Two-Layer Classic: Base32 and the Atbash Cipher
O desafio
Esta string usa só as letras A-Z e os dígitos 2-7 - sinal claro de uma codificação específica. Remova essa camada, depois note que o resultado é uma cifra de letras conhecida. Use os botões de decodificação para recuperar o flag (HDNA{...}) e envie.
O que você vai aprender
- Recognise base32 by its restricted A-Z 2-7 alphabet and = padding
- Identify the Atbash cipher from its mirror-alphabet pattern
- Peel a two-layer encoding/cipher chain in the correct order
- Dismiss decoy transforms whose input format does not match
Habilidades testadas
Pré-requisitos
- Familiarity with base64 vs base32
- Awareness of substitution ciphers
Como funciona
Recognising an encoding by sight is one of the fastest skills in CTF and triage work. Different schemes leave different fingerprints. base64 uses A-Z, a-z, 0-9, plus + and /. base32 is narrower: only uppercase A-Z and the digits 2-7, frequently with = padding. When you see a string in only that alphabet, base32 is almost always the answer.

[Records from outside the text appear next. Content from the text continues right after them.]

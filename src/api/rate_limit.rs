//! Fixed-window rate limiting for the relay endpoint.
//!
//! Each client IP gets `max` requests per window. The window starts with the
//! client's first request and resets once it has fully elapsed.

use crate::api::{ApiError, AppState};
use crate::config::RateLimitConfig;
use axum::{
    extract::{ConnectInfo, Request, State},
    http::{header::RETRY_AFTER, HeaderValue},
    middleware::Next,
    response::{IntoResponse, Response},
};
use dashmap::DashMap;
use std::net::{IpAddr, Ipv4Addr, SocketAddr};
use std::sync::Arc;
use std::time::{Duration, Instant};

/// Tracked clients before expired windows are swept.
const PRUNE_THRESHOLD: usize = 10_000;

#[derive(Debug, Clone, Copy)]
struct Window {
    started: Instant,
    count: u32,
}

/// Outcome of one rate limit check.
#[derive(Debug, Clone, Copy, PartialEq, Eq)]
pub enum Decision {
    Allowed { remaining: u32 },
    Limited { retry_after: Duration },
}

/// Per-IP fixed-window counter.
pub struct RateLimiter {
    window: Duration,
    max: u32,
    clients: DashMap<IpAddr, Window>,
}

impl RateLimiter {
    pub fn new(window: Duration, max: u32) -> Self {
        Self {
            window,
            max,
            clients: DashMap::new(),
        }
    }

    pub fn from_config(config: &RateLimitConfig) -> Self {
        Self::new(Duration::from_millis(config.window_ms), config.max)
    }

    pub fn check(&self, ip: IpAddr) -> Decision {
        self.check_at(ip, Instant::now())
    }

    /// Count one request from `ip` at `now`.
    pub fn check_at(&self, ip: IpAddr, now: Instant) -> Decision {
        if self.clients.len() > PRUNE_THRESHOLD {
            self.prune(now);
        }

        let mut window = self.clients.entry(ip).or_insert(Window {
            started: now,
            count: 0,
        });

        if now.duration_since(window.started) >= self.window {
            *window = Window {
                started: now,
                count: 0,
            };
        }

        if window.count >= self.max {
            let retry_after = self.window.saturating_sub(now.duration_since(window.started));
            return Decision::Limited { retry_after };
        }

        window.count += 1;
        Decision::Allowed {
            remaining: self.max - window.count,
        }
    }

    /// Drop windows that have fully elapsed.
    pub fn prune(&self, now: Instant) {
        self.clients
            .retain(|_, w| now.duration_since(w.started) < self.window);
    }

    pub fn tracked_clients(&self) -> usize {
        self.clients.len()
    }
}

/// Whole seconds, rounded up, never below one.
fn retry_after_secs(retry_after: Duration) -> u64 {
    let secs = retry_after.as_secs() + u64::from(retry_after.subsec_nanos() > 0);
    secs.max(1)
}

/// Middleware guarding `/ask`.
///
/// Clients are keyed by peer address; requests without connection info share
/// one bucket.
pub async fn enforce(State(state): State<Arc<AppState>>, request: Request, next: Next) -> Response {
    let ip = request
        .extensions()
        .get::<ConnectInfo<SocketAddr>>()
        .map(|ConnectInfo(addr)| addr.ip())
        .unwrap_or(IpAddr::V4(Ipv4Addr::UNSPECIFIED));

    match state.rate_limiter.check(ip) {
        Decision::Allowed { .. } => next.run(request).await,
        Decision::Limited { retry_after } => {
            let secs = retry_after_secs(retry_after);
            tracing::warn!(client_ip = %ip, retry_after_secs = secs, "Rate limit exceeded");
            let mut response = ApiError::rate_limited().into_response();
            response
                .headers_mut()
                .insert(RETRY_AFTER, HeaderValue::from(secs));
            response
        }
    }
}

#[cfg(test)]
mod tests {
    use super::*;

    fn ip(last: u8) -> IpAddr {
        IpAddr::V4(Ipv4Addr::new(10, 0, 0, last))
    }

    #[test]
    fn test_allows_up_to_max() {
        let limiter = RateLimiter::new(Duration::from_secs(60), 3);
        let now = Instant::now();
        assert_eq!(limiter.check_at(ip(1), now), Decision::Allowed { remaining: 2 });
        assert_eq!(limiter.check_at(ip(1), now), Decision::Allowed { remaining: 1 });
        assert_eq!(limiter.check_at(ip(1), now), Decision::Allowed { remaining: 0 });
        assert!(matches!(
            limiter.check_at(ip(1), now),
            Decision::Limited { .. }
        ));
    }

    #[test]
    fn test_clients_counted_separately() {
        let limiter = RateLimiter::new(Duration::from_secs(60), 1);
        let now = Instant::now();
        assert!(matches!(limiter.check_at(ip(1), now), Decision::Allowed { .. }));
        assert!(matches!(limiter.check_at(ip(2), now), Decision::Allowed { .. }));
        assert!(matches!(limiter.check_at(ip(1), now), Decision::Limited { .. }));
    }

    #[test]
    fn test_window_resets_after_elapsed() {
        let limiter = RateLimiter::new(Duration::from_secs(60), 1);
        let start = Instant::now();
        limiter.check_at(ip(1), start);
        assert!(matches!(
            limiter.check_at(ip(1), start + Duration::from_secs(59)),
            Decision::Limited { .. }
        ));
        assert!(matches!(
            limiter.check_at(ip(1), start + Duration::from_secs(60)),
            Decision::Allowed { .. }
        ));
    }

    #[test]
    fn test_retry_after_counts_down() {
        let limiter = RateLimiter::new(Duration::from_secs(60), 1);
        let start = Instant::now();
        limiter.check_at(ip(1), start);
        match limiter.check_at(ip(1), start + Duration::from_secs(20)) {
            Decision::Limited { retry_after } => assert_eq!(retry_after, Duration::from_secs(40)),
            other => panic!("expected limit, got {:?}", other),
        }
    }

    #[test]
    fn test_retry_after_secs_rounds_up() {
        assert_eq!(retry_after_secs(Duration::from_millis(1500)), 2);
        assert_eq!(retry_after_secs(Duration::from_secs(3)), 3);
        assert_eq!(retry_after_secs(Duration::ZERO), 1);
    }

    #[test]
    fn test_prune_drops_expired() {
        let limiter = RateLimiter::new(Duration::from_secs(1), 5);
        let start = Instant::now();
        limiter.check_at(ip(1), start);
        limiter.check_at(ip(2), start + Duration::from_millis(900));
        limiter.prune(start + Duration::from_millis(1500));
        assert_eq!(limiter.tracked_clients(), 1);
    }
}
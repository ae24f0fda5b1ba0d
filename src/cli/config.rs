//! Config command handlers

use crate::cli::ConfigInitArgs;
use std::fs;

const EXAMPLE_CONFIG: &str = include_str!("../../sogum.example.toml");

/// Handle `sogum config init` command
pub fn handle_config_init(args: &ConfigInitArgs) -> Result<String, Box<dyn std::error::Error>> {
    if args.output.exists() && !args.force {
        return Err(format!(
            "File already exists: {}. Use --force to overwrite.",
            args.output.display()
        )
        .into());
    }

    fs::write(&args.output, EXAMPLE_CONFIG)?;

    Ok(format!(
        "✓ Configuration file created: {}\n  Edit this file to customize your services.",
        args.output.display()
    ))
}
//! Generation backend trait and the Ollama implementation.

use super::error::BackendError;
use super::types::{GenerationRequest, GenerationResponse};
use async_trait::async_trait;
use reqwest::{Client, StatusCode};
use std::time::Duration;

/// A downstream service that turns a prompt into text.
#[async_trait]
pub trait GenerationBackend: Send + Sync {
    /// Human-readable name for logs.
    fn name(&self) -> &str;

    /// Run one generation. The call must give up once `timeout` elapses.
    async fn generate(
        &self,
        request: &GenerationRequest,
        timeout: Duration,
    ) -> Result<GenerationResponse, BackendError>;
}

/// Ollama-compatible backend using `POST /api/generate`.
pub struct OllamaBackend {
    generate_url: String,
    /// Shared HTTP client for connection pooling
    client: Client,
}

impl OllamaBackend {
    pub fn new(generate_url: String, client: Client) -> Self {
        Self {
            generate_url,
            client,
        }
    }

    fn classify(e: reqwest::Error, timeout_ms: u64) -> BackendError {
        if e.is_timeout() {
            BackendError::Timeout(timeout_ms)
        } else if e.is_connect() {
            BackendError::Unreachable(e.to_string())
        } else {
            BackendError::Transport(e.to_string())
        }
    }
}

#[async_trait]
impl GenerationBackend for OllamaBackend {
    fn name(&self) -> &str {
        "ollama"
    }

    async fn generate(
        &self,
        request: &GenerationRequest,
        timeout: Duration,
    ) -> Result<GenerationResponse, BackendError> {
        let timeout_ms = timeout.as_millis() as u64;

        let call = async {
            let response = self
                .client
                .post(&self.generate_url)
                .json(request)
                .send()
                .await
                .map_err(|e| Self::classify(e, timeout_ms))?;

            let status = response.status();
            if status == StatusCode::NOT_FOUND {
                return Err(BackendError::ModelNotFound(request.model.clone()));
            }
            if !status.is_success() {
                let message = response.text().await.unwrap_or_default();
                return Err(BackendError::Upstream {
                    status: status.as_u16(),
                    message,
                });
            }

            response
                .json::<GenerationResponse>()
                .await
                .map_err(|e| BackendError::InvalidResponse(e.to_string()))
        };

        tokio::time::timeout(timeout, call)
            .await
            .map_err(|_| BackendError::Timeout(timeout_ms))?
    }
}
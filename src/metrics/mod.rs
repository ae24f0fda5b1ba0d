//! # Metrics Collection Module
//!
//! Process diagnostics and Prometheus export.
//!
//! ## Overview
//!
//! - `GET /metrics` - JSON process diagnostics (memory, uptime, timestamp)
//! - `GET /metrics/prometheus` - Prometheus text format metrics
//!
//! ## Metrics Tracked
//!
//! **Counters:**
//! - `sogum_relay_requests_total{outcome}` - Relay requests by outcome
//! - `sogum_health_checks_total{service, state}` - Health checks by result
//!
//! **Histograms:**
//! - `sogum_relay_duration_seconds` - Relay duration
//! - `sogum_health_check_latency_seconds{service}` - Health check latency
//!
//! **Gauges:**
//! - `sogum_services_total` - Registered services
//! - `sogum_services_online` - Services currently online

pub mod handler;
pub mod types;

pub use types::*;

// Re-export PrometheusBuilder for test compatibility
pub use metrics_exporter_prometheus::PrometheusBuilder;

use crate::health::StatusTable;
use std::sync::{Arc, Mutex};
use std::time::Instant;
use sysinfo::{Pid, ProcessesToUpdate, System};

/// Central coordinator for metrics collection and gauge computation.
pub struct MetricsCollector {
    /// Status table for computing service gauges
    table: Arc<StatusTable>,
    /// Startup time for uptime calculation
    start_time: Instant,
    /// Prometheus handle for rendering metrics
    prometheus_handle: metrics_exporter_prometheus::PrometheusHandle,
    system: Mutex<System>,
    pid: Pid,
}

impl MetricsCollector {
    pub fn new(
        table: Arc<StatusTable>,
        start_time: Instant,
        prometheus_handle: metrics_exporter_prometheus::PrometheusHandle,
    ) -> Self {
        Self {
            table,
            start_time,
            prometheus_handle,
            system: Mutex::new(System::new()),
            pid: Pid::from_u32(std::process::id()),
        }
    }

    /// Update service gauges from the status table.
    pub fn update_service_gauges(&self) {
        let summary = self.table.summary();
        metrics::gauge!("sogum_services_total").set(summary.total as f64);
        metrics::gauge!("sogum_services_online").set(summary.online as f64);
    }

    /// Seconds since startup, with sub-second precision.
    pub fn uptime(&self) -> f64 {
        self.start_time.elapsed().as_secs_f64()
    }

    /// Current memory usage of this process. Zeroes if the platform
    /// doesn't expose it.
    pub fn memory(&self) -> MemoryStats {
        let mut system = self.system.lock().unwrap_or_else(|e| e.into_inner());
        system.refresh_processes(ProcessesToUpdate::Some(&[self.pid]), true);
        system
            .process(self.pid)
            .map(|p| MemoryStats {
                rss_bytes: p.memory(),
                virtual_bytes: p.virtual_memory(),
            })
            .unwrap_or_default()
    }

    pub fn process_metrics(&self) -> ProcessMetrics {
        ProcessMetrics {
            memory: self.memory(),
            uptime: self.uptime(),
            timestamp: chrono::Utc::now(),
        }
    }

    /// Render Prometheus metrics in text format.
    pub fn render_metrics(&self) -> String {
        self.prometheus_handle.render()
    }
}

/// Initialize the Prometheus exporter with latency-oriented buckets.
///
/// Buckets (seconds): [0.01, 0.05, 0.1, 0.25, 0.5, 1, 2.5, 5, 10, 30, 60, 120].
pub fn setup_metrics(
) -> Result<metrics_exporter_prometheus::PrometheusHandle, Box<dyn std::error::Error>> {
    use metrics_exporter_prometheus::Matcher;

    let duration_buckets = &[
        0.01, 0.05, 0.1, 0.25, 0.5, 1.0, 2.5, 5.0, 10.0, 30.0, 60.0, 120.0,
    ];

    let handle = PrometheusBuilder::new()
        .set_buckets_for_metric(
            Matcher::Full("sogum_relay_duration_seconds".to_string()),
            duration_buckets,
        )?
        .set_buckets_for_metric(
            Matcher::Full("sogum_health_check_latency_seconds".to_string()),
            duration_buckets,
        )?
        .install_recorder()?;

    Ok(handle)
}

/// Install the global recorder, or build a detached handle when one is
/// already installed (e.g. several app states in one test binary).
pub fn metrics_handle() -> metrics_exporter_prometheus::PrometheusHandle {
    setup_metrics().unwrap_or_else(|e| {
        tracing::debug!("Metrics already initialized, creating new handle: {}", e);
        PrometheusBuilder::new().build_recorder().handle()
    })
}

Decode the base32 here and you do not get plaintext - you get text where the structure is right but the letters are wrong, each one swapped for its mirror in the alphabet. That mirror pattern (A becomes Z, B becomes Y, and so on) is the Atbash cipher, one of the oldest substitution ciphers. Atbash is its own inverse, so applying it again undoes it.
The decoder lab lets you stack transforms by tapping buttons, each applied to the previous result. Tap base32, then atbash, and the flag falls out. The lab also offers binary, decimal, and morse decoders - useful in other challenges, but here they are decoys whose input shapes (1s and 0s, space-separated numbers, dots and dashes) clearly do not match the data in front of you.
Erros comuns
- Mistaking base32 for base64. The give-away is the alphabet: no lowercase and no
+//means base32, not base64. - Stopping after one layer. The base32 output is still scrambled; recognise the mirrored letters as Atbash and peel again.
- Trying decoy decoders. Binary, decimal, and morse expect very different input; check the character set before tapping.
- Applying Atbash twice. Atbash is self-inverse, so a second tap re-scrambles it.
Como se proteger
Classic ciphers and encodings provide zero confidentiality - they are puzzles, not protection. The defensive lesson is the same as always: if data must be secret, encrypt it properly; if you find data behind base32/Atbash/ROT in your own systems, treat it as plaintext.
- Learn the common fingerprints (base32, base64, hex, Atbash, ROT) to triage encoded data quickly.
- Never use a classic cipher to protect anything real.
- When reviewing your systems, decode encoded values to confirm nothing sensitive hides one tap from plaintext.